Ultrasound, abdomen (limited)
Facility: Great Plains Of Sabetha
Billing Code: 76705 (CPT)
- CPT Billing Code: 76705
- Insurance Median: $380
- Cash Discount Price: $400
- vs. Medicare Baseline: 3.56x Medicare
Average discount available for prompt cash payment at this facility.
Median negotiated contract rate across all mapped commercial carriers.
Standard federal government reimbursement rate for this code.
Visual Cost Comparison vs. Medicare
Understanding this gauge: We use the federal Medicare rate of $106.81 as the cost baseline. Rates below the baseline represent excellent value. In-network commercial rates commonly hover around 150% - 250% of Medicare, while rates exceeding 300% are elevated. Hover over the green and blue markers to view detailed calculations.
Elevated Commercial Rate Alert (Value-Gap)
The negotiated rate at this facility is 356% of the Medicare baseline (a markup of 256%). Patients with high-deductible plans or out-of-network benefits may face excessive out-of-pocket costs.
Out-of-Pocket Cost Estimator
Estimate whether it is more economical to use your insurance or pay the upfront self-pay cash rate.

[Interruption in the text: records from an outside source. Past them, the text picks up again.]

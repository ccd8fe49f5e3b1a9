//! Property bags - typed key/value extras on nodes, edges and effects
//!
//! Parsers attach extra facts to records (decorators, return types, argument
//! counts, ...). Instead of an untyped map, every allowed key is listed in a
//! versioned schema with the value type it must carry. Keys starting with
//! `x-` are free-form extensions and skip the type check.
//!
//! Validation runs once, when rows enter the seed writer.

use crate::{Error, Result};
use serde::{Deserialize, Serialize};
use std::collections::BTreeMap;

/// Version of the allowed-key table below. Bump when keys change meaning.
pub const PROPERTY_SCHEMA_VERSION: u32 = 1;

/// Prefix for free-form extension keys.
pub const EXTENSION_PREFIX: &str = "x-";

/// Value types a property may carry.
#[derive(Debug, Clone, Copy, PartialEq, Eq)]
pub enum PropertyType {
    Bool,
    Int,
    Float,
    Text,
    List,
}

/// Allowed keys for schema version 1.
const ALLOWED_KEYS: &[(&str, PropertyType)] = &[
    // nodes
    ("is_async", PropertyType::Bool),
    ("is_generator", PropertyType::Bool),
    ("is_static", PropertyType::Bool),
    ("is_abstract", PropertyType::Bool),
    ("is_optional", PropertyType::Bool),
    ("return_type", PropertyType::Text),
    ("type_annotation", PropertyType::Text),
    ("docstring", PropertyType::Text),
    ("decorators", PropertyType::List),
    ("type_parameters", PropertyType::List),
    ("parameters", PropertyType::List),
    ("extends", PropertyType::List),
    ("implements", PropertyType::List),
    ("complexity", PropertyType::Int),
    // edges
    ("argument_count", PropertyType::Int),
    ("is_method_call", PropertyType::Bool),
    ("is_constructor", PropertyType::Bool),
    ("is_dynamic", PropertyType::Bool),
    ("callee", PropertyType::Text),
    ("confidence", PropertyType::Float),
    // effects
    ("receiver", PropertyType::Text),
    ("http_method", PropertyType::Text),
    ("route", PropertyType::Text),
    ("resource", PropertyType::Text),
];

/// A single property value.
#[derive(Debug, Clone, PartialEq, Serialize, Deserialize)]
#[serde(untagged)]
pub enum PropertyValue {
    Bool(bool),
    Int(i64),
    Float(f64),
    Text(String),
    List(Vec<String>),
}

impl PropertyValue {
    pub fn property_type(&self) -> PropertyType {
        match self {
            PropertyValue::Bool(_) => PropertyType::Bool,
            PropertyValue::Int(_) => PropertyType::Int,
            PropertyValue::Float(_) => PropertyType::Float,
            PropertyValue::Text(_) => PropertyType::Text,
            PropertyValue::List(_) => PropertyType::List,
        }
    }
}

impl From<bool> for PropertyValue {
    fn from(value: bool) -> Self {
        PropertyValue::Bool(value)
    }
}

impl From<i64> for PropertyValue {
    fn from(value: i64) -> Self {
        PropertyValue::Int(value)
    }
}

impl From<f64> for PropertyValue {
    fn from(value: f64) -> Self {
        PropertyValue::Float(value)
    }
}

impl From<&str> for PropertyValue {
    fn from(value: &str) -> Self {
        PropertyValue::Text(value.to_string())
    }
}

impl From<String> for PropertyValue {
    fn from(value: String) -> Self {
        PropertyValue::Text(value)
    }
}

impl From<Vec<String>> for PropertyValue {
    fn from(value: Vec<String>) -> Self {
        PropertyValue::List(value)
    }
}

/// Typed key/value map attached to a record.
#[derive(Debug, Clone, Default, PartialEq, Serialize, Deserialize)]
#[serde(transparent)]
pub struct PropertyBag(BTreeMap<String, PropertyValue>);

impl PropertyBag {
    pub fn new() -> Self {
        Self::default()
    }

    /// Builder-style insert.
    pub fn with(mut self, key: impl Into<String>, value: impl Into<PropertyValue>) -> Self {
        self.0.insert(key.into(), value.into());
        self
    }

    pub fn insert(&mut self, key: impl Into<String>, value: impl Into<PropertyValue>) {
        self.0.insert(key.into(), value.into());
    }

    pub fn get(&self, key: &str) -> Option<&PropertyValue> {
        self.0.get(key)
    }

    pub fn is_empty(&self) -> bool {
        self.0.is_empty()
    }

    pub fn len(&self) -> usize {
        self.0.len()
    }

    pub fn iter(&self) -> impl Iterator<Item = (&String, &PropertyValue)> {
        self.0.iter()
    }

    /// Check every key against the allowed-key table.
    pub fn validate(&self) -> Result<()> {
        for (key, value) in &self.0 {
            if key.starts_with(EXTENSION_PREFIX) {
                continue;
            }
            let expected = allowed_type(key).ok_or_else(|| {
                Error::Validation(format!(
                    "unknown property key '{}' (schema v{})",
                    key, PROPERTY_SCHEMA_VERSION
                ))
            })?;

            let actual = value.property_type();
            // integers are accepted where floats are expected
            let compatible = actual == expected
                || (expected == PropertyType::Float && actual == PropertyType::Int);
            if !compatible {
                return Err(Error::Validation(format!(
                    "property '{}' expects {:?}, got {:?}",
                    key, expected, actual
                )));
            }
        }
        Ok(())
    }

    /// Serialized form stored in the seed tables.
    pub fn to_json(&self) -> Result<String> {
        Ok(serde_json::to_string(&self.0)?)
    }

    pub fn from_json(raw: &str) -> Result<Self> {
        if raw.trim().is_empty() {
            return Ok(Self::default());
        }
        Ok(serde_json::from_str(raw)?)
    }
}

/// Value type registered for `key`, if any.
pub fn allowed_type(key: &str) -> Option<PropertyType> {
    ALLOWED_KEYS
        .iter()
        .find(|(name, _)| *name == key)
        .map(|(_, ty)| *ty)
}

Commercial Insurance Negotiated Rates
Negotiated contract ranges established by major commercial carriers at this facility.

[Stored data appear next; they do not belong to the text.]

//! Seed write -> graph query -> hub registration, end to end

use devac::commands::{self, CommandContext};
use devac::hub::{self, HubRouter, RefreshOutcome};
use devac::query::{ImpactLevel, QueryEngine};
use devac::{
    generate_entity_id, CodeGraph, Edge, EdgeType, EntityUri, Node, NodeKind, ParseResult, QueryScope,
    SeedWriter, DEFAULT_BRANCH,
};
use serde_json::{json, Map, Value};
use std::fs;
use tempfile::TempDir;

fn function(file: &str, name: &str) -> Node {
    let id = generate_entity_id("app", ".", NodeKind::Function, file, name).to_string();
    Node::new(id, name, NodeKind::Function, file, 1, 5).exported()
}

#[tokio::test]
async fn test_seed_to_hub() {
    let workspace = TempDir::new().unwrap();
    let repo = workspace.path().join("app");
    fs::create_dir_all(&repo).unwrap();
    let writer = SeedWriter::new(&repo, DEFAULT_BRANCH);
    let scope = QueryScope::new([repo.clone()]);

    // a lone function has no neighbours
    let f1 = function("src/a.ts", "f1");
    writer
        .update_file(&["src/a.ts"], &ParseResult::new().with_nodes([f1.clone()]))
        .unwrap();
    {
        let graph = CodeGraph::load(&scope).unwrap();
        let engine = QueryEngine::new(&graph);
        assert!(engine.deps(&f1.entity_id, None, 1, 100).unwrap().is_empty());
        assert!(engine.dependents(&f1.entity_id, None, 1, 100).unwrap().is_empty());
    }

    // f1 calls a new f2
    let f2 = function("src/b.ts", "f2");
    writer
        .update_file(&["src/b.ts"], &ParseResult::new().with_nodes([f2.clone()]))
        .unwrap();
    writer
        .update_file(
            &["src/a.ts"],
            &ParseResult::new()
                .with_nodes([f1.clone()])
                .with_edges([Edge::new(&f1.entity_id, &f2.entity_id, EdgeType::Calls, "src/a.ts").at(3, 4)]),
        )
        .unwrap();

    let graph = CodeGraph::load(&scope).unwrap();
    let engine = QueryEngine::new(&graph);
    let hits = engine.dependents(&f2.entity_id, None, 1, 100).unwrap();
    assert_eq!(hits.len(), 1);
    assert_eq!(hits[0].entity_id, f1.entity_id);
    assert_eq!(hits[0].impact_level, ImpactLevel::Direct);

    // the same question through the command table, addressed by URI
    let uri = EntityUri::new("app", ".", "src/b.ts").unwrap().with_symbol("f2");
    let mut args = Map::new();
    args.insert("entity".into(), Value::String(uri.to_uri_string()));
    let out = commands::execute("dependents", &CommandContext::new(scope.clone()), args).unwrap();
    assert_eq!(out["results"][0]["name"], "f1");
    assert_eq!(out["results"][0]["impact_level"], json!("direct"));

    // federate through the hub; no server runs, so the router goes direct
    hub::init(workspace.path()).unwrap();
    let router = HubRouter::new(workspace.path());
    let registered = router.register_repo(&repo).await.unwrap();
    assert_eq!(registered.repo_id, "app");
    assert_eq!(registered.packages, vec!["."]);
    assert!(router.register_repo(&repo).await.unwrap().skipped);

    let refreshed = router.refresh_repo("app").await.unwrap();
    assert_eq!(refreshed.outcome, RefreshOutcome::Skipped);

    writer.delete_file(&["src/b.ts"]).unwrap();
    let refreshed = router.refresh_repo("app").await.unwrap();
    assert_eq!(refreshed.outcome, RefreshOutcome::Refreshed);

    let status = router.status().await.unwrap();
    assert_eq!(status.repos_active, 1);
    assert_eq!(status.packages, 1);
}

| Carrier / Plan Group | Contract Rate Range | vs. Medicare Reference |
|---|---|---|
| Celtic Mcr Adv | $208 | 195% |
| Aetna | $210 - $404 | 197% |
| Celtic Comm Exchange-All Other Plans | $260 | 243% |
| Great West Healthcare-All Plans | $340 | 318% |
| UnitedHealthcare | $372 - $400 | 348% |
| Cigna | $380 | 356% |
| Humana | $380 | 356% |
| Century/Wppa/Providers-All Plans | $380 | 356% |
| Multiplan-Phcs-All Plans | $380 | 356% |
| Federated Mutual Ins-All Plans | $384 | 360% |
| Blue Cross Blue Shield | $400 | 374% |
| Medicaid / KanCare | $400 | 374% |
Consumer Guidance & Cost Commentary
For the CPT code 76705, Ultrasound, abdomen (limited), Great Plains Of Sabetha in Sabetha, KS, has a cash price of $400.00, which matches the facility's gross charge and the cash median. This rate is significantly higher than the state average, as indicated by a 3.6x multiplier compared to the Medicare benchmark of $106.81. While the facility is a Critical Access Hospital with a voluntary non-profit ownership structure, patients should be aware that commercial negotiated rates for this service range from $208 to $400 depending on the insurance plan. For individuals with high-deductible plans, paying the cash price of $400.00 upfront may be more cost-effective than using insurance, as some negotiated rates exceed the cash amount, and hospitals often offer prompt-pay discounts for self-pay patients.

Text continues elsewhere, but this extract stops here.